53 anos depois de ter sido criada, a Escola Superior de Enfermagem Lopes Dias inicia este ano lectivo como Escola Superior de Saúde Lopes Dias, tornando-se assim a primeira escola de enfermagem do país a conseguir aquela transformação e a diversificar as duas áreas de formação, com a abertura de duas novas licenciaturas, a de Fisioterapia e a de Análises Clínicas e Saúde Pública.

Para a expansão da Superior de Saúde, o Politécnico de Castelo Branco alugou as instalações da Cofac, na Rua de São Sebastião, onde funcionará o segundo pólo da escola até 2004, altura em que serão concluídas as obras do novo edifício, paredes meias com a Superior de Tecnologia e com o futuro edifício das Escola Superior de Artes Aplicadas.

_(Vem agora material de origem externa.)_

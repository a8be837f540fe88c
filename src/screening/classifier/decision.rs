//! 最终标签判定：按顺序求值的规则表，第一条命中的规则决定标签。
//!
//! 顺序：呼吸暂停 → 失眠 → 正常 → 疾病兜底 → 不确定。

use super::indicators::{IndicatorSet, ScaledScores};
use crate::screening::types::{DecisionRule, DisorderLabel};

const APNEA_REASON: &str = "Drooping eyelids, relaxed lower jaw, and deepened nasolabial folds suggest frequent breathing interruptions during sleep.";
const INSOMNIA_REASON: &str = "Frequent blinking, partially open eyes, and increased facial muscle tension indicate difficulty maintaining sleep.";
const NORMAL_REASON: &str = "Relaxed facial muscles, closed eyes, and symmetrical expressions are consistent with typical sleep conditions.";
const FALLBACK_INSOMNIA_REASON: &str = "Facial features suggest potential insomnia. Some indicators of frequent blinking and increased facial muscle tension are present.";
const FALLBACK_APNEA_REASON: &str = "Facial features suggest potential sleep apnea. Some indicators of drooping eyelids and relaxed lower jaw are present.";
const SUBTLE_INSOMNIA: &str = "Subtle indicators of sleep disturbance detected";
const SUBTLE_APNEA: &str = "Subtle indicators of breathing interruptions detected";
const INCONCLUSIVE_FEATURES: &str =
    "Insufficient distinctive facial features detected or ambiguous feature patterns";

pub struct DecisionInput<'a> {
    pub insomnia: i32,
    pub apnea: i32,
    pub normal: i32,
    pub scaled: &'a ScaledScores,
    pub insomnia_set: &'a IndicatorSet,
    pub apnea_set: &'a IndicatorSet,
    pub normal_set: &'a IndicatorSet,
}

#[derive(Debug, Clone, PartialEq)]
pub struct Verdict {
    pub label: DisorderLabel,
    pub confidence: i32,
    pub reason: String,
    pub features: Vec<String>,
}

pub struct Rule {
    pub id: DecisionRule,
    pub evaluate: fn(&DecisionInput<'_>) -> Option<Verdict>,
}

pub const RULES: [Rule; 5] = [
    Rule {
        id: DecisionRule::ApneaMargin,
        evaluate: apnea_margin,
    },
    Rule {
        id: DecisionRule::InsomniaMargin,
        evaluate: insomnia_margin,
    },
    Rule {
        id: DecisionRule::NormalMargin,
        evaluate: normal_margin,
    },
    Rule {
        id: DecisionRule::DisorderFallback,
        evaluate: disorder_fallback,
    },
    Rule {
        id: DecisionRule::Inconclusive,
        evaluate: inconclusive,
    },
];

pub fn decide(input: &DecisionInput<'_>) -> (DecisionRule, Verdict) {
    for rule in &RULES {
        if let Some(verdict) = (rule.evaluate)(input) {
            return (rule.id, verdict);
        }
    }
    // 最后一条规则总会命中
    (DecisionRule::Inconclusive, inconclusive_verdict(input))
}

fn apnea_margin(d: &DecisionInput<'_>) -> Option<Verdict> {
    let (i, a, n) = (d.insomnia, d.apnea, d.normal);
    if a > 40 && a - i >= 15 && a - n >= 15 {
        return Some(Verdict {
            label: DisorderLabel::SleepApnea,
            confidence: a.max(65),
            reason: APNEA_REASON.to_string(),
            features: d.apnea_set.significant_descriptions(),
        });
    }
    None
}

fn insomnia_margin(d: &DecisionInput<'_>) -> Option<Verdict> {
    let (i, a, n) = (d.insomnia, d.apnea, d.normal);
    let holds = |other: i32| i - other >= 5 || i >= 65;
    if i > a && i > n && i >= 60 && holds(a) && holds(n) {
        return Some(Verdict {
            label: DisorderLabel::Insomnia,
            confidence: i,
            reason: INSOMNIA_REASON.to_string(),
            features: d.insomnia_set.significant_descriptions(),
        });
    }
    None
}

fn normal_margin(d: &DecisionInput<'_>) -> Option<Verdict> {
    let (i, a, n) = (d.insomnia, d.apnea, d.normal);
    let holds = |other: i32| n - other >= 8 || n >= 85;
    let by_margin = n > i && n > a && n >= 65 && holds(i) && holds(a);
    let s = d.scaled;
    let by_profile = s.fold < 0.4 && s.tension < 0.5 && s.symmetry > 0.7;
    if by_margin || by_profile {
        return Some(Verdict {
            label: DisorderLabel::NormalSleep,
            confidence: n,
            reason: NORMAL_REASON.to_string(),
            features: d.normal_set.significant_descriptions(),
        });
    }
    None
}

fn with_default(mut features: Vec<String>, default: &str) -> Vec<String> {
    if features.is_empty() {
        features.push(default.to_string());
    }
    features
}

fn disorder_fallback(d: &DecisionInput<'_>) -> Option<Verdict> {
    let (i, a, n) = (d.insomnia, d.apnea, d.normal);
    if i.max(a) < n - 5 {
        return None;
    }
    let verdict = if i >= a {
        Verdict {
            label: DisorderLabel::Insomnia,
            confidence: i,
            reason: FALLBACK_INSOMNIA_REASON.to_string(),
            features: with_default(d.insomnia_set.relaxed_descriptions(), SUBTLE_INSOMNIA),
        }
    } else {
        Verdict {
            label: DisorderLabel::SleepApnea,
            confidence: a,
            reason: FALLBACK_APNEA_REASON.to_string(),
            features: with_default(d.apnea_set.relaxed_descriptions(), SUBTLE_APNEA),
        }
    };
    Some(verdict)
}

fn inconclusive(d: &DecisionInput<'_>) -> Option<Verdict> {
    Some(inconclusive_verdict(d))
}

fn inconclusive_verdict(d: &DecisionInput<'_>) -> Verdict {
    let (i, a, n) = (d.insomnia, d.apnea, d.normal);
    let highest = i.max(a).max(n);
    let likely = if highest == i {
        DisorderLabel::Insomnia
    } else if highest == a {
        DisorderLabel::SleepApnea
    } else {
        DisorderLabel::NormalSleep
    };
    Verdict {
        label: DisorderLabel::Inconclusive,
        confidence: highest,
        reason: format!(
            "Facial features analysis is inconclusive, but shows some characteristics of {} ({}% confidence). Consider using additional classification methods for more accurate results.",
            likely.display_name(),
            highest
        ),
        features: vec![INCONCLUSIVE_FEATURES.to_string()],
    }
}
use tracing_appender::rolling::{RollingFileAppender, Rotation};
use tracing_subscriber::{fmt, layer::SubscriberExt, util::SubscriberInitExt, EnvFilter, Registry};

use crate::config::Config;

const LOG_FILE_PREFIX: &str = "sleep-screen-backend";

#[derive(Debug, Clone)]
pub struct LogConfig {
    pub log_level: String,
    pub enable_file_logs: bool,
    pub log_dir: String,
}

impl Default for LogConfig {
    fn default() -> Self {
        Self {
            log_level: "info".to_string(),
            enable_file_logs: false,
            log_dir: "./logs".to_string(),
        }
    }
}

impl From<&Config> for LogConfig {
    fn from(config: &Config) -> Self {
        Self {
            log_level: config.log_level.clone(),
            enable_file_logs: config.enable_file_logs,
            log_dir: config.log_dir.clone(),
        }
    }
}

fn file_appender(log_dir: &str) -> Result<RollingFileAppender, tracing_appender::rolling::InitError> {
    RollingFileAppender::builder()
        .rotation(Rotation::DAILY)
        .filename_prefix(LOG_FILE_PREFIX)
        .filename_suffix("log")
        .max_log_files(14)
        .build(log_dir)
}

pub fn init_tracing(config: &LogConfig) {
    let env_filter =
        EnvFilter::try_from_default_env().unwrap_or_else(|_| EnvFilter::new(&config.log_level));

    let stdout_layer = fmt::layer().with_target(true).with_thread_ids(false);

    let registry = Registry::default().with(env_filter).with(stdout_layer);

    if config.enable_file_logs {
        let appender = match file_appender(&config.log_dir) {
            Ok(a) => a,
            Err(e) => panic!("Failed to create rolling file appender in {}: {e}", config.log_dir),
        };
        let file_layer = fmt::layer().with_writer(appender).with_ansi(false).json();
        // 测试环境里全局 subscriber 可能已被设置，此时忽略
        if let Err(e) = registry.with(file_layer).try_init() {
            if !e.to_string().contains("already been set") {
                panic!("Failed to initialize tracing with file logs: {e}");
            }
        }
    } else if let Err(e) = registry.try_init() {
        if !e.to_string().contains("already been set") {
            panic!("Failed to initialize tracing: {e}");
        }
    }
}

Esta é, pelo menos, a intenção do presidente do Politécnico, Valter Lemos, e da directora da Superior de Saúde, Ana Maria Vaz, segundo a qual, “a grande aposta da escola é a qualidade e apesar de agora existirem três cursos, a enfermagem não será descuidada. Temos profissionais de norte a sul do País que provam a qualidade da formação que aqui realizamos e é nesse caminho que pretendemos continuar”.

Ana Maria Vaz fala ainda os dois pólos da escola. No primeiro, o edifício junto ao Museu, funcionará a direcção, a sala prática de enfermagem, biblioteca, reprografia, associação de estudantes, entre outros. Estruturas de apoio aos alunos do 2º e 4º Ano de Enfermagem e dos complementos de formação em Enfermagem que ali serão ministrados.

No pólo 2, na Rua de São Sebastião, existe o laboratório de bioquímica, sala de informática, reprografia, cafetaria e ginásio e será ali também que irão avançar os dois novos cursos cujos processos de entrada em funcionamento foram coordenados pelos docentes Preto Ribeiro e Carlos Maia, e cujo maior auxílio chegou da Escola de Tecnologias da Saúde de Coimbra.